Diabetic Retinopathy

Diabetes can affect the vision in the long term and can cause Diabetic Retinopathy. High blood sugar levels cause damage to small blood vessels in the retina. It can affect the vision significantly as blood vessel may leak; become blocked or abnormally proliferate and bleed. Diabetic patients are at a higher risk of developing Diabetic Retinopathy if there is a long history of diabetes, poorly managed blood sugar levels and/or high blood pressure accompanied with kidney disease.

Symptoms

  • Blurred and distorted vision
  • Difficulty driving, watching TV or reading
  • Severe floaters (bleeding in the vitreous gel)

Diagnosis & Treatment

Diagnosis includes a slit lamp examination with dilated pupils which allows the Ophthalmologist to look inside the eye.
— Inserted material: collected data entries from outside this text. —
//! The per-frame loop.
//!
//! Each iteration captures one frame, snapshots the yaw, locates the target
//! and publishes the outcome. Detection-quality problems become "no target"
//! readings; only capture failure and a vanished consumer end the loop.

use std::convert::Infallible;
use std::fmt;

use log::{debug, warn};
use target_locator_core::TargetReading;

use crate::config::CaptureSettings;
use crate::locator::{Detection, TargetLocator};
use crate::sink::{DebugFrame, DebugImage, DebugLabel, OutputSink, PublishOutcome};
use crate::source::FrameSource;
use crate::yaw::SharedYaw;

#[derive(thiserror::Error, Debug, Clone, PartialEq, Eq)]
pub enum PipelineError {
    #[error("no frame (capture failed at frame {frame})")]
    NoFrame { frame: u64 },
    #[error("target channel closed by consumer")]
    TargetChannelClosed,
}

pub struct Pipeline<S> {
    source: S,
    locator: TargetLocator,
    sink: OutputSink,
    yaw: SharedYaw,
    debug_period: u64,
    frame_count: u64,
}

impl<S: FrameSource> Pipeline<S> {
    /// Takes ownership of `source` and applies `capture` to it.
    pub fn new(
        mut source: S,
        capture: &CaptureSettings,
        locator: TargetLocator,
        sink: OutputSink,
        yaw: SharedYaw,
        debug_period: u64,
    ) -> Self {
        source.configure(capture);
        Self {
            source,
            locator,
            sink,
            yaw,
            debug_period: debug_period.max(1),
            frame_count: 0,
        }
    }

    /// Frames captured so far.
    pub fn frame_count(&self) -> u64 {
        self.frame_count
    }

    pub fn sink(&self) -> &OutputSink {
        &self.sink
    }

    /// Process frames until a fatal error.
    pub fn run(&mut self) -> Result<Infallible, PipelineError> {
        loop {
            self.step()?;
        }
    }

    /// Process exactly one frame.
    pub fn step(&mut self) -> Result<Detection, PipelineError> {
        self.frame_count += 1;
        let frame_index = self.frame_count;
        let frame = self
            .source
            .read()
            .ok_or(PipelineError::NoFrame { frame: frame_index })?;
        let yaw = self.yaw.get();

        let report = self.locator.locate(&frame, yaw);
        drop(frame);
        self.sink.publish_debug(DebugFrame {
            frame: frame_index,
            label: DebugLabel::Thresh,
            image: DebugImage::Mask(report.mask),
        });
        let annotated = DebugFrame {
            frame: frame_index,
            label: DebugLabel::Frame,
            image: DebugImage::Color(report.annotated),
        };

        if let Some(pose) = report.detection.pose() {
            let p = pose.camera_position();
            self.throttled(format_args!(
                "field_coord: {:7.2}{:7.2}{:7.2}",
                p.x, p.y, p.z
            ));
        }

        match &report.detection {
            Detection::NoContour | Detection::Ambiguous { .. } => {
                self.sink.publish_debug(annotated);
                self.throttled(format_args!("no good contour"));
                self.sink.publish_reading(TargetReading::NoTarget)?;
            }
            Detection::PoseFailed(e) => {
                self.throttled(format_args!("target not matched: {e}"));
                self.sink.publish_debug(annotated);
                self.sink.publish_reading(TargetReading::NoTarget)?;
            }
            Detection::TooFar { rejection, .. } => {
                warn!("{rejection}");
                self.sink.publish_reading(TargetReading::NoTarget)?;
            }
            Detection::Found { fix, .. } => {
                self.throttled(format_args!(
                    "distance {:5.2} toleft {:5.1} field_theta {:5.1}",
                    fix.distance, fix.bearing_left, fix.position.theta
                ));
                if self.sink.publish_reading(TargetReading::Found(*fix))? == PublishOutcome::Sent {
                    self.sink.publish_debug(annotated);
                }
            }
        }

        Ok(report.detection)
    }

    fn throttled(&self, args: fmt::Arguments<'_>) {
        if self.frame_count % self.debug_period == 0 {
            debug!("frame {}: {args}", self.frame_count);
        }
    }
}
Usually, a scan of the retina will be performed to exclude any swelling of the macula. The doctor may also do a Fluorescein Angiogram where a dye will be injected into the arm and photos will be taken of the retinal blood vessels. This test may demonstrate leaking or blockage of the blood vessels. Treatment in the early stages is regular eye examinations to monitor the condition. Injections, laser or surgical procedures may be used to decrease the risk of vision loss and slow progression of the disease.